What distinguishes a non-immigrant visa from an immigrant visa is that the non-immigrant visa only allows a person to enter temporarily, whereas an immigrant visa holder can enter and stay permanently. Immigrant visas are discussed in the section called Permanent Visas.

At the border, the non-immigrant visa holder can be admitted to the U.S. in the particular immigration status indicated on the visa. How long someone can be admitted to the U.S. depends on which immigration status they are admitted. A person admitted in one status can often change their status in order to stay for a different purpose. For example, someone admitted to attend school may want to change their immigration status to one of the employer-sponsored non-immigrant visas once they graduate and find a job (provided that their new employer is willing to sponsor them). Several types of non-immigrant visas also allow a person to extend their status and thereby extend their stay in the U.S.

Our firm can help you obtain the visa category that is right for you, and assist you in the process of changing status from your current category to the new category. In appropriate cases, we can also obtain legal status and work authorization for your dependent family members. The following is a brief list of the most commonly used temporary working visa categories:

H-1B Specialty Occupation

The H-1B visa is a nonimmigrant classification used by a foreign national who will be employed temporarily in a specialty occupation or as a fashion model of distinguished merit and ability.
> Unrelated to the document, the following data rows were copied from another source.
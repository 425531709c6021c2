use std::future::Future;

use tokio_util::sync::{CancellationToken, DropGuard, WaitForCancellationFuture};
use uuid::Uuid;

use crate::{CalciferError, Result};

/// Cancellation handle plus the observability identifiers that travel with a
/// request through the pipeline.
///
/// Cloning shares the cancellation state; [`RequestContext::detached`] breaks
/// it while keeping the identifiers, which is what the streaming caching
/// relay needs for its terminal cache write.
#[derive(Clone, Debug)]
pub struct RequestContext {
    token: CancellationToken,
    pub trace_id: String,
    pub request_id: String,
    pub model: Option<String>,
    pub provider: Option<String>,
}

impl RequestContext {
    pub fn new() -> Self {
        Self {
            token: CancellationToken::new(),
            trace_id: Uuid::new_v4().simple().to_string(),
            request_id: Uuid::new_v4().to_string(),
            model: None,
            provider: None,
        }
    }

    pub fn with_model(mut self, model: impl Into<String>) -> Self {
        self.model = Some(model.into());
        self
    }

    pub fn with_provider(mut self, provider: impl Into<String>) -> Self {
        self.provider = Some(provider.into());
        self
    }

    pub fn cancel(&self) {
        self.token.cancel();
    }

    pub fn is_cancelled(&self) -> bool {
        self.token.is_cancelled()
    }

    pub fn cancelled(&self) -> WaitForCancellationFuture<'_> {
        self.token.cancelled()
    }

    /// Guard that cancels this context when dropped. The HTTP boundary ties
    /// one to each response so a client disconnect propagates downward.
    pub fn cancel_on_drop(&self) -> DropGuard {
        self.token.clone().drop_guard()
    }

    /// A context with the same trace/request identifiers whose cancellation
    /// is not linked to this one.
    pub fn detached(&self) -> Self {
        Self {
            token: CancellationToken::new(),
            trace_id: self.trace_id.clone(),
            request_id: self.request_id.clone(),
            model: self.model.clone(),
            provider: self.provider.clone(),
        }
    }

    /// Race `fut` against cancellation of this context.
    pub async fn run<T, F>(&self, fut: F) -> Result<T>
    where
        F: Future<Output = Result<T>>,
    {
        tokio::select! {
            _ = self.token.cancelled() => Err(CalciferError::Cancelled),
            out = fut => out,
        }
    }
}

impl Default for RequestContext {
    fn default() -> Self {
        Self::new()
    }
}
Under current law, there is an annual limit of 65,000 aliens who may be issued a visa or otherwise provided H-1B status with up to 20,000 additional H-1B slots available to graduates of U.S. master’s degree (or higher) programs.
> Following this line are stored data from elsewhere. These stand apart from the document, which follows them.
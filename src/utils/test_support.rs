//! Test doubles shared by unit and integration tests. Not part of the
//! public API.

use std::collections::HashMap;
use std::sync::atomic::{AtomicBool, AtomicUsize, Ordering};
use std::time::Duration;

use async_trait::async_trait;
use chrono::{DateTime, Utc};
use parking_lot::Mutex;
use sha2::{Digest, Sha256};
use tokio::sync::mpsc;

use crate::context::RequestContext;
use crate::embedding::EmbeddingGenerator;
use crate::provider::{channel_stream, ChunkStream, Provider};
use crate::types::{
    CompletionRequest, CompletionResponse, SearchResult, StreamChunk, Usage,
};
use crate::{CalciferError, Result, SimilaritySearch};

/// Embeds text by hashing it into a fixed unit vector: identical texts map
/// to identical vectors, different texts to (almost surely) dissimilar ones.
pub struct HashEmbedder;

#[async_trait]
impl EmbeddingGenerator for HashEmbedder {
    fn name(&self) -> &str {
        "hash"
    }

    fn dimension(&self) -> usize {
        16
    }

    async fn generate(&self, _cx: &RequestContext, text: &str) -> Result<Vec<f64>> {
        let digest = Sha256::digest(text.as_bytes());
        let mut vector: Vec<f64> = digest[..16].iter().map(|b| f64::from(*b) - 128.0).collect();
        let norm = vector.iter().map(|v| v * v).sum::<f64>().sqrt();
        if norm > 0.0 {
            for v in &mut vector {
                *v /= norm;
            }
        }
        Ok(vector)
    }
}

/// In-memory stand-in for the vector index with the same contract: cosine
/// similarity, threshold post-filter, best-first ordering, overwrite on
/// `index`. Failures can be injected to exercise degraded paths.
#[derive(Default)]
pub struct MemorySearch {
    records: Mutex<HashMap<String, (Vec<f64>, Vec<u8>, DateTime<Utc>)>>,
    fail: AtomicBool,
}

impl MemorySearch {
    pub fn new() -> Self {
        Self::default()
    }

    pub fn set_fail(&self, fail: bool) {
        self.fail.store(fail, Ordering::SeqCst);
    }

    pub fn len(&self) -> usize {
        self.records.lock().len()
    }

    pub fn is_empty(&self) -> bool {
        self.len() == 0
    }

    fn check_fail(&self) -> Result<()> {
        if self.fail.load(Ordering::SeqCst) {
            return Err(CalciferError::InvalidResponse(
                "injected backend failure".to_string(),
            ));
        }
        Ok(())
    }
}

fn cosine_similarity(a: &[f64], b: &[f64]) -> f64 {
    let dot: f64 = a.iter().zip(b).map(|(x, y)| x * y).sum();
    let norm_a = a.iter().map(|v| v * v).sum::<f64>().sqrt();
    let norm_b = b.iter().map(|v| v * v).sum::<f64>().sqrt();
    if norm_a == 0.0 || norm_b == 0.0 {
        return 0.0;
    }
    dot / (norm_a * norm_b)
}

#[async_trait]
impl SimilaritySearch for MemorySearch {
    async fn search(
        &self,
        _cx: &RequestContext,
        embedding: &[f64],
        threshold: f64,
        limit: usize,
    ) -> Result<Vec<SearchResult>> {
        self.check_fail()?;
        let records = self.records.lock();
        let mut results: Vec<SearchResult> = records
            .iter()
            .map(|(key, (vector, data, indexed_at))| SearchResult {
                key: key.clone(),
                similarity: cosine_similarity(embedding, vector).clamp(0.0, 1.0),
                data: data.clone(),
                indexed_at: *indexed_at,
            })
            .filter(|result| result.similarity >= threshold)
            .collect();
        results.sort_by(|a, b| b.similarity.total_cmp(&a.similarity));
        results.truncate(limit);
        Ok(results)
    }

    async fn index(
        &self,
        _cx: &RequestContext,
        key: &str,
        embedding: &[f64],
        data: &[u8],
        _ttl: Duration,
    ) -> Result<()> {
        self.check_fail()?;
        self.records.lock().insert(
            key.to_string(),
            (embedding.to_vec(), data.to_vec(), Utc::now()),
        );
        Ok(())
    }
}

#[derive(Clone)]
pub enum ScriptedChunk {
    Delta(String),
    Done,
    Error(String),
}

impl ScriptedChunk {
    pub fn delta(text: impl Into<String>) -> Self {
        Self::Delta(text.into())
    }
}

/// Provider double with a scripted buffered response and a scripted chunk
/// sequence. `endless` mode emits deltas forever (for cancellation tests).
pub struct ScriptedProvider {
    name: String,
    models: Vec<String>,
    response: Option<CompletionResponse>,
    complete_error: Option<String>,
    chunks: Vec<ScriptedChunk>,
    chunk_interval: Duration,
    endless: bool,
    complete_calls: AtomicUsize,
    stream_calls: AtomicUsize,
}

impl ScriptedProvider {
    pub fn new(name: impl Into<String>, models: Vec<&str>) -> Self {
        Self {
            name: name.into(),
            models: models.into_iter().map(str::to_string).collect(),
            response: None,
            complete_error: None,
            chunks: Vec::new(),
            chunk_interval: Duration::ZERO,
            endless: false,
            complete_calls: AtomicUsize::new(0),
            stream_calls: AtomicUsize::new(0),
        }
    }

    pub fn with_response(mut self, response: CompletionResponse) -> Self {
        self.response = Some(response);
        self
    }

    pub fn with_complete_error(mut self, message: impl Into<String>) -> Self {
        self.complete_error = Some(message.into());
        self
    }

    pub fn with_chunks(mut self, chunks: Vec<ScriptedChunk>) -> Self {
        self.chunks = chunks;
        self
    }

    pub fn with_chunk_interval(mut self, interval: Duration) -> Self {
        self.chunk_interval = interval;
        self
    }

    pub fn endless(mut self) -> Self {
        self.endless = true;
        self
    }

    pub fn complete_calls(&self) -> usize {
        self.complete_calls.load(Ordering::SeqCst)
    }

    pub fn stream_calls(&self) -> usize {
        self.stream_calls.load(Ordering::SeqCst)
    }
}

pub fn sample_response(id: &str, model: &str, content: &str) -> CompletionResponse {
    CompletionResponse {
        id: id.to_string(),
        model: model.to_string(),
        provider: "scripted".to_string(),
        content: content.to_string(),
        usage: Usage {
            prompt_tokens: 10,
            completion_tokens: 5,
            total_tokens: 15,
            cost: 0.0,
        },
        finish_time: Utc::now(),
    }
}

#[async_trait]
impl Provider for ScriptedProvider {
    fn name(&self) -> &str {
        &self.name
    }

    async fn complete(
        &self,
        _cx: &RequestContext,
        _request: &CompletionRequest,
    ) -> Result<CompletionResponse> {
        self.complete_calls.fetch_add(1, Ordering::SeqCst);
        if let Some(message) = &self.complete_error {
            return Err(CalciferError::InvalidResponse(message.clone()));
        }
        self.response
            .clone()
            .ok_or_else(|| CalciferError::InvalidResponse("no scripted response".to_string()))
    }

    async fn stream(
        &self,
        cx: &RequestContext,
        _request: &CompletionRequest,
    ) -> Result<ChunkStream> {
        self.stream_calls.fetch_add(1, Ordering::SeqCst);
        let chunks = self.chunks.clone();
        let interval = self.chunk_interval;
        let endless = self.endless;
        let cx = cx.clone();
        let (tx, rx) = mpsc::channel::<Result<StreamChunk>>(1);

        tokio::spawn(async move {
            let mut sequence: Box<dyn Iterator<Item = ScriptedChunk> + Send> = if endless {
                Box::new(std::iter::repeat(ScriptedChunk::delta("tick ")))
            } else {
                Box::new(chunks.into_iter())
            };

            while let Some(scripted) = sequence.next() {
                let item = match scripted {
                    ScriptedChunk::Delta(delta) => Ok(StreamChunk::delta(delta)),
                    ScriptedChunk::Done => Ok(StreamChunk::done()),
                    ScriptedChunk::Error(message) => {
                        Err(CalciferError::InvalidResponse(message))
                    }
                };
                let terminal = match &item {
                    Ok(chunk) => chunk.done,
                    Err(_) => true,
                };

                tokio::select! {
                    _ = cx.cancelled() => return,
                    sent = tx.send(item) => {
                        if sent.is_err() {
                            return;
                        }
                    }
                }
                if terminal {
                    return;
                }
                if !interval.is_zero() {
                    tokio::time::sleep(interval).await;
                }
            }
        });

        Ok(channel_stream(rx))
    }

    fn is_model_supported(&self, model: &str) -> bool {
        self.models.iter().any(|m| m == model)
    }

    fn supported_models(&self) -> Vec<String> {
        self.models.clone()
    }
}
L-1 Intracompany Transfers

The L-1 visa was established for multinational companies to transfer high-level and essential employees from oversees to the United States. The non-immigrant would work at the affiliate or subsidiary of that same employer in the U.S. in a managerial, executive, or specialized knowledge capacity.

E-1 Treaty Traders

The E-1 visa allows a non-immigrant to enter the United States solely to carry on substantial trade between the country he or she is from and the United States. The home country of the non-immigrant must have a treaty with the United States.

E-2 Treaty Investor

The E-2 treaty investor visa allows a non-immigrant to come to the United States to develop and direct the operations of an enterprise in which he or she has invested. An employee of a treaty trader investor may also be qualified as an E visa holder if the nonimmigrant will be performing duties that require special qualifications essential to the business. The nonimmigrant employee must have the same nationality as the foreign national employer and the home country of the non-immigrant must have a treaty with the United States.
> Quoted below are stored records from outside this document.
pub mod redis;

use std::sync::Arc;
use std::time::Duration;

use async_trait::async_trait;
use sha2::{Digest, Sha256};

use crate::context::RequestContext;
use crate::embedding::EmbeddingGenerator;
use crate::types::{CachedResponse, CompletionRequest, CompletionResponse, SearchResult};
use crate::{CalciferError, Result};

pub const DEFAULT_SIMILARITY_THRESHOLD: f64 = 0.85;

/// Vector similarity backend. `search` returns candidates already filtered
/// by the threshold, ordered best-first; `index` overwrites the record at
/// `key`.
#[async_trait]
pub trait SimilaritySearch: Send + Sync {
    async fn search(
        &self,
        cx: &RequestContext,
        embedding: &[f64],
        threshold: f64,
        limit: usize,
    ) -> Result<Vec<SearchResult>>;

    async fn index(
        &self,
        cx: &RequestContext,
        key: &str,
        embedding: &[f64],
        data: &[u8],
        ttl: Duration,
    ) -> Result<()>;
}

/// Semantic cache over an embedding generator and a vector index. Best
/// effort by contract: every failure degrades to a miss at the gateway.
pub struct SemanticCacheService {
    embeddings: Arc<dyn EmbeddingGenerator>,
    search: Arc<dyn SimilaritySearch>,
    threshold: f64,
}

impl SemanticCacheService {
    pub fn new(
        embeddings: Arc<dyn EmbeddingGenerator>,
        search: Arc<dyn SimilaritySearch>,
        threshold: f64,
    ) -> Self {
        Self {
            embeddings,
            search,
            threshold,
        }
    }

    /// Look up a semantically similar cached response. A clean no-result
    /// outcome is the distinguished [`CalciferError::CacheMiss`]; anything
    /// else is an infrastructure failure.
    pub async fn get(
        &self,
        cx: &RequestContext,
        request: &CompletionRequest,
    ) -> Result<CachedResponse> {
        let query_text = build_query_text(request);
        let embedding = self.embeddings.generate(cx, &query_text).await?;
        tracing::debug!(
            dimension = embedding.len(),
            threshold = self.threshold,
            "semantic cache lookup"
        );

        let results = self
            .search
            .search(cx, &embedding, self.threshold, 1)
            .await?;
        let Some(hit) = results.into_iter().next() else {
            return Err(CalciferError::CacheMiss);
        };

        let mut response: CompletionResponse = serde_json::from_slice(&hit.data)?;
        // Cache hits are free by contract; the gateway and the HTTP boundary
        // both rely on this.
        response.usage.cost = 0.0;

        tracing::debug!(similarity = hit.similarity, key = %hit.key, "semantic cache hit");
        Ok(CachedResponse {
            response,
            cached_at: hit.indexed_at,
            original_model: request.model.clone(),
            similarity: hit.similarity,
        })
    }

    /// Store a response under the request's fingerprint. Repeated sets for
    /// the same fingerprint overwrite the record.
    pub async fn set(
        &self,
        cx: &RequestContext,
        request: &CompletionRequest,
        response: &CompletionResponse,
        ttl: Duration,
    ) -> Result<()> {
        let query_text = build_query_text(request);
        let embedding = self.embeddings.generate(cx, &query_text).await?;
        let data = serde_json::to_vec(response)?;
        let key = cache_key(&query_text);

        tracing::debug!(key = %key, data_size = data.len(), "indexing response in cache");
        self.search.index(cx, &key, &embedding, &data, ttl).await
    }
}

/// Deterministic fingerprint of a request. Sampling parameters and metadata
/// are deliberately excluded so equivalent prompts share a cache entry.
pub(crate) fn build_query_text(request: &CompletionRequest) -> String {
    let messages = request
        .messages
        .iter()
        .map(|message| format!("{}: {}", message.role, message.content))
        .collect::<Vec<_>>()
        .join(" ");
    format!("model: {} | messages: {}", request.model, messages)
}

pub(crate) fn cache_key(query_text: &str) -> String {
    let digest = Sha256::digest(query_text.as_bytes());
    format!("cache:{digest:x}")
}

#[cfg(test)]
mod tests {
    use chrono::Utc;

    use super::*;
    use crate::types::{Message, Usage};
    use crate::utils::test_support::{HashEmbedder, MemorySearch};

    fn request(content: &str) -> CompletionRequest {
        CompletionRequest::new("gpt-4", vec![Message::user(content)])
    }

    fn response(id: &str, content: &str, cost: f64) -> CompletionResponse {
        CompletionResponse {
            id: id.to_string(),
            model: "gpt-4".to_string(),
            provider: "openai".to_string(),
            content: content.to_string(),
            usage: Usage {
                prompt_tokens: 10,
                completion_tokens: 5,
                total_tokens: 15,
                cost,
            },
            finish_time: Utc::now(),
        }
    }

    fn service() -> SemanticCacheService {
        SemanticCacheService::new(
            Arc::new(HashEmbedder),
            Arc::new(MemorySearch::default()),
            DEFAULT_SIMILARITY_THRESHOLD,
        )
    }

    #[test]
    fn query_text_is_deterministic() {
        let mut req = CompletionRequest::new(
            "gpt-4",
            vec![Message::system("be brief"), Message::user("Hello")],
        );
        req.temperature = Some(0.9);
        req.max_tokens = Some(128);
        req.metadata.insert("tenant".to_string(), "a".to_string());

        assert_eq!(
            build_query_text(&req),
            "model: gpt-4 | messages: system: be brief user: Hello"
        );

        // Sampling parameters do not influence the fingerprint.
        let mut other = req.clone();
        other.temperature = Some(0.1);
        other.max_tokens = None;
        other.metadata.clear();
        assert_eq!(build_query_text(&req), build_query_text(&other));
    }

    #[test]
    fn cache_key_is_prefixed_sha256_hex() {
        let key = cache_key("model: gpt-4 | messages: user: Hello");
        assert!(key.starts_with("cache:"));
        assert_eq!(key.len(), "cache:".len() + 64);
        assert!(key["cache:".len()..]
            .chars()
            .all(|c| c.is_ascii_hexdigit()));
        assert_eq!(key, cache_key("model: gpt-4 | messages: user: Hello"));
    }

    #[tokio::test]
    async fn empty_cache_returns_miss_sentinel() {
        let cache = service();
        let cx = RequestContext::new();
        let err = cache.get(&cx, &request("Hello")).await.unwrap_err();
        assert!(err.is_cache_miss());
    }

    #[tokio::test]
    async fn set_then_get_round_trips_and_zeroes_cost() {
        let cache = service();
        let cx = RequestContext::new();
        let req = request("Hello");

        cache
            .set(&cx, &req, &response("resp-1", "Hi!", 0.0003), Duration::from_secs(60))
            .await
            .unwrap();

        let hit = cache.get(&cx, &req).await.unwrap();
        assert_eq!(hit.response.id, "resp-1");
        assert_eq!(hit.response.content, "Hi!");
        assert_eq!(hit.response.usage.cost, 0.0);
        assert!(hit.similarity >= DEFAULT_SIMILARITY_THRESHOLD);
        assert_eq!(hit.original_model, "gpt-4");
    }

    #[tokio::test]
    async fn set_for_same_fingerprint_overwrites() {
        let cache = service();
        let cx = RequestContext::new();
        let req = request("Hello");

        cache
            .set(&cx, &req, &response("resp-1", "first", 0.0), Duration::from_secs(60))
            .await
            .unwrap();
        cache
            .set(&cx, &req, &response("resp-2", "second", 0.0), Duration::from_secs(60))
            .await
            .unwrap();

        let hit = cache.get(&cx, &req).await.unwrap();
        assert_eq!(hit.response.id, "resp-2");
        assert_eq!(hit.response.content, "second");
    }

    #[tokio::test]
    async fn dissimilar_request_misses() {
        let cache = service();
        let cx = RequestContext::new();

        cache
            .set(
                &cx,
                &request("What is the capital of France?"),
                &response("resp-1", "Paris", 0.0),
                Duration::from_secs(60),
            )
            .await
            .unwrap();

        let err = cache
            .get(&cx, &request("zzz entirely unrelated zzz"))
            .await
            .unwrap_err();
        assert!(err.is_cache_miss());
    }

    #[tokio::test]
    async fn response_payload_round_trips_through_serialization() {
        let original = response("resp-42", "round trip", 0.125);
        let bytes = serde_json::to_vec(&original).unwrap();
        let decoded: CompletionResponse = serde_json::from_slice(&bytes).unwrap();
        assert_eq!(decoded, original);
    }
}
O-1 Individuals of Extraordinary Ability or Achievement

Highly talented or acclaimed foreign nationals may eligible for an O visa. Individuals who may qualify for this visa are entertainers, scientists and high-end chefs, businessman, and athletes, among others. Their managers may also be able to accompany the O-1 individual by obtaining an O-2.

P Performing Entertainers and Athletes

P visas are available to non-immigrants internationally known athletes and entertainment groups. Performing artists who fall under a reciprocal exchange program are available for a P-2 visa. P-3 visas are applicable to culturally unique entertainers.

TN Professionals

As an alternative to filing an USCIS petition for H-1B cases, citizens of Mexico and Canada can apply for TN status. To qualify the applicant must be employed in one of the sixty-three listed professions in NAFTA. Most professions require either a bachelor's or a licensures degree.